**Data:**
____

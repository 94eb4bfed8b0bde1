//! Arc-length measurement and point sampling along subpaths.
//!
//! Lengths are approximated per segment by adaptive subdivision of the
//! control polygon; positions come from inverting that length on the segment
//! that holds the requested distance.

use crate::geometry::bezier::Bezier;
use crate::geometry::tolerance::{clamp01, safe_div, EPS_LEN};
use crate::model::{Point, Vector};
use crate::path::Path;
use crate::subpath::Subpath;

/// A sampled point with the tangent direction of the curve there.
#[derive(Debug, Clone, Copy, PartialEq)]
pub struct PathPoint {
    pub point: Point,
    /// Tangent angle in radians
    pub angle: f64,
}

impl Subpath {
    /// Arc length of each segment, in order.
    pub fn segment_lengths(&self, tolerance: f64) -> Vec<f64> {
        self.segments_with_start()
            .filter_map(|(from, seg)| seg.bezier(from))
            .map(|curve| curve.arc_length(tolerance))
            .collect()
    }

    /// Total arc length.
    pub fn length(&self, tolerance: f64) -> f64 {
        self.segment_lengths(tolerance).iter().sum()
    }

    /// Point at fraction `f` of the total arc length (clamped to [0, 1]).
    /// `None` for a subpath without segments.
    pub fn point_at_fraction(&self, f: f64, tolerance: f64) -> Option<PathPoint> {
        let curves: Vec<Bezier> = self
            .segments_with_start()
            .filter_map(|(from, seg)| seg.bezier(from))
            .collect();
        if curves.is_empty() {
            return None;
        }
        let lengths: Vec<f64> = curves.iter().map(|c| c.arc_length(tolerance)).collect();
        let total: f64 = lengths.iter().sum();
        let mut remaining = clamp01(f) * total;

        for (curve, &len) in curves.iter().zip(&lengths) {
            if remaining <= len {
                let k = if len > EPS_LEN {
                    curve
                        .parameter_at_arc_length(remaining, tolerance)
                        .unwrap_or(1.0)
                } else {
                    0.0
                };
                return point_on_curve(curve, k);
            }
            remaining -= len;
        }

        // Past the end by rounding: last point of the last curve
        curves.last().and_then(|c| point_on_curve(c, 1.0))
    }

    /// `n` points evenly spaced by arc length.
    ///
    /// Open subpaths are sampled from start to end inclusive. Closed subpaths
    /// skip the final fraction since it lands back on the start.
    pub fn sample(&self, n: usize, tolerance: f64) -> Vec<PathPoint> {
        if n == 0 {
            return Vec::new();
        }
        let steps = if self.is_closed() { n } else { n.saturating_sub(1) };
        (0..n)
            .filter_map(|i| {
                let f = safe_div(i as f64, steps as f64, 0.0);
                self.point_at_fraction(f, tolerance)
            })
            .collect()
    }
}

impl Path {
    /// Total arc length over all subpaths.
    pub fn length(&self, tolerance: f64) -> f64 {
        self.subpaths.iter().map(|s| s.length(tolerance)).sum()
    }
}

fn point_on_curve(curve: &Bezier, k: f64) -> Option<PathPoint> {
    let point = curve.evaluate(k)?;
    let tangent = tangent_at(curve, k);
    Some(PathPoint {
        point,
        angle: tangent.dy.atan2(tangent.dx),
    })
}

// The last de Casteljau level with two points spans the tangent. A zero
// tangent (coincident controls at an end) falls back to the chord.
fn tangent_at(curve: &Bezier, k: f64) -> Vector {
    let mut level = curve.clone();
    while level.points.len() > 2 {
        level = level.simplify(k);
    }
    let tangent = match level.points.as_slice() {
        [a, b] => *b - *a,
        _ => Vector::ZERO,
    };
    if tangent.length() > EPS_LEN {
        return tangent;
    }
    match (curve.points.first(), curve.points.last()) {
        (Some(&a), Some(&b)) => b - a,
        _ => Vector::ZERO,
    }
}

#[cfg(test)]
mod tests {
    use super::*;
    use crate::geometry::tolerance::{approx_eq, DEFAULT_ARC_TOLERANCE};
    use crate::model::Segment;
    use std::f64::consts::PI;

    fn pt(x: f64, y: f64) -> Point {
        Point::new(x, y)
    }

    fn square() -> Subpath {
        Subpath::polygon(&[pt(0.0, 0.0), pt(10.0, 0.0), pt(10.0, 10.0), pt(0.0, 10.0)])
    }

    #[test]
    fn square_perimeter() {
        assert!(approx_eq(square().length(DEFAULT_ARC_TOLERANCE), 40.0, 1e-9));
        assert!(approx_eq(square().standardized().length(DEFAULT_ARC_TOLERANCE), 40.0, 1e-6));
    }

    #[test]
    fn quarter_circle_length() {
        // Standard cubic approximation of a quarter of the unit circle.
        let k = 0.552_284_749_8;
        let arc = Subpath::open(
            pt(1.0, 0.0),
            [Segment::curve_to(pt(0.0, 1.0), pt(1.0, k), pt(k, 1.0))],
        );
        let len = arc.length(1e-6);
        assert!(approx_eq(len, PI / 2.0, 1e-3), "len = {len}");
    }

    #[test]
    fn fractions_walk_the_perimeter() {
        let s = square();
        let tol = DEFAULT_ARC_TOLERANCE;
        let half = s.point_at_fraction(0.5, tol).unwrap();
        assert!(half.point.distance_to(pt(10.0, 10.0)) < 1e-6);
        let eighth = s.point_at_fraction(0.125, tol).unwrap();
        assert!(eighth.point.distance_to(pt(5.0, 0.0)) < 1e-6);
        assert!(approx_eq(eighth.angle, 0.0, 1e-9));
        // clamped
        let before = s.point_at_fraction(-1.0, tol).unwrap();
        assert_eq!(before.point, pt(0.0, 0.0));
    }

    #[test]
    fn empty_subpath_has_no_points() {
        let empty = Subpath::open(pt(1.0, 1.0), Vec::<Segment>::new());
        assert!(empty.point_at_fraction(0.5, DEFAULT_ARC_TOLERANCE).is_none());
        assert!(empty.sample(4, DEFAULT_ARC_TOLERANCE).is_empty());
        assert_eq!(empty.length(DEFAULT_ARC_TOLERANCE), 0.0);
    }

    #[test]
    fn closed_sampling_skips_duplicate_end() {
        let pts = square().sample(4, DEFAULT_ARC_TOLERANCE);
        assert_eq!(pts.len(), 4);
        let expected = [pt(0.0, 0.0), pt(10.0, 0.0), pt(10.0, 10.0), pt(0.0, 10.0)];
        for (got, want) in pts.iter().zip(expected) {
            assert!(got.point.distance_to(want) < 1e-6, "{:?} vs {:?}", got.point, want);
        }
    }

    #[test]
    fn open_sampling_includes_both_ends() {
        let line = Subpath::open(pt(0.0, 0.0), [Segment::line_to(pt(9.0, 0.0))]);
        let xs: Vec<f64> = line
            .sample(4, DEFAULT_ARC_TOLERANCE)
            .iter()
            .map(|p| p.point.x)
            .collect();
        assert_eq!(xs.len(), 4);
        for (got, want) in xs.iter().zip([0.0, 3.0, 6.0, 9.0]) {
            assert!(approx_eq(*got, want, 1e-3));
        }
    }

    #[test]
    fn tangent_of_degenerate_handle_uses_chord() {
        let s = Subpath::open(
            pt(0.0, 0.0),
            [Segment::curve_to(pt(0.0, 10.0), pt(0.0, 0.0), pt(0.0, 10.0))],
        );
        let first = s.point_at_fraction(0.0, DEFAULT_ARC_TOLERANCE).unwrap();
        assert!(approx_eq(first.angle, PI / 2.0, 1e-9));
    }
}
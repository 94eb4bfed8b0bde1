use pathmorph::MorphError;
use wasm_bindgen::prelude::*;

use crate::interop::{new_obj, set_kv};

pub fn ok(v: JsValue) -> JsValue {
    let o = new_obj();
    set_kv(&o, "ok", &JsValue::from_bool(true));
    set_kv(&o, "value", &v);
    o.into()
}

pub fn err(code: &'static str, message: impl Into<String>, data: Option<JsValue>) -> JsValue {
    let root = new_obj();
    set_kv(&root, "ok", &JsValue::from_bool(false));
    let e = new_obj();
    set_kv(&e, "code", &JsValue::from_str(code));
    set_kv(&e, "message", &JsValue::from_str(&message.into()));
    if let Some(d) = data { set_kv(&e, "data", &d); }
    set_kv(&root, "error", &e.into());
    root.into()
}

#[inline]
pub fn invalid_options(message: impl Into<String>) -> JsValue {
    err("invalid_options", message, None)
}

/// Envelope for a core error, with the side (`from`/`to`) it came from when known.
pub fn from_morph(side: Option<&str>, e: &MorphError) -> JsValue {
    let d = new_obj();
    if let Some(s) = side { set_kv(&d, "side", &JsValue::from_str(s)); }
    match e {
        MorphError::SvgParse { offset, .. } => set_kv(&d, "offset", &JsValue::from_f64(*offset as f64)),
        MorphError::LimitExceeded { what, limit } => {
            set_kv(&d, "what", &JsValue::from_str(what));
            set_kv(&d, "limit", &JsValue::from_f64(*limit as f64));
        }
        MorphError::NonFinite(param) => set_kv(&d, "param", &JsValue::from_str(param)),
        MorphError::OutOfRange { param, min, max, got } => {
            set_kv(&d, "param", &JsValue::from_str(param));
            set_kv(&d, "min", &JsValue::from_f64(*min));
            set_kv(&d, "max", &JsValue::from_f64(*max));
            set_kv(&d, "got", &JsValue::from_f64(*got));
        }
        _ => {}
    }
    err(e.code(), e.to_string(), Some(d.into()))
}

____

**Brief:**
Note each line of the material holding "back" and copy it out.

**Answer space:**
    /// skip the final fraction since it lands back on the start.
// tangent (coincident controls at an end) falls back to the chord.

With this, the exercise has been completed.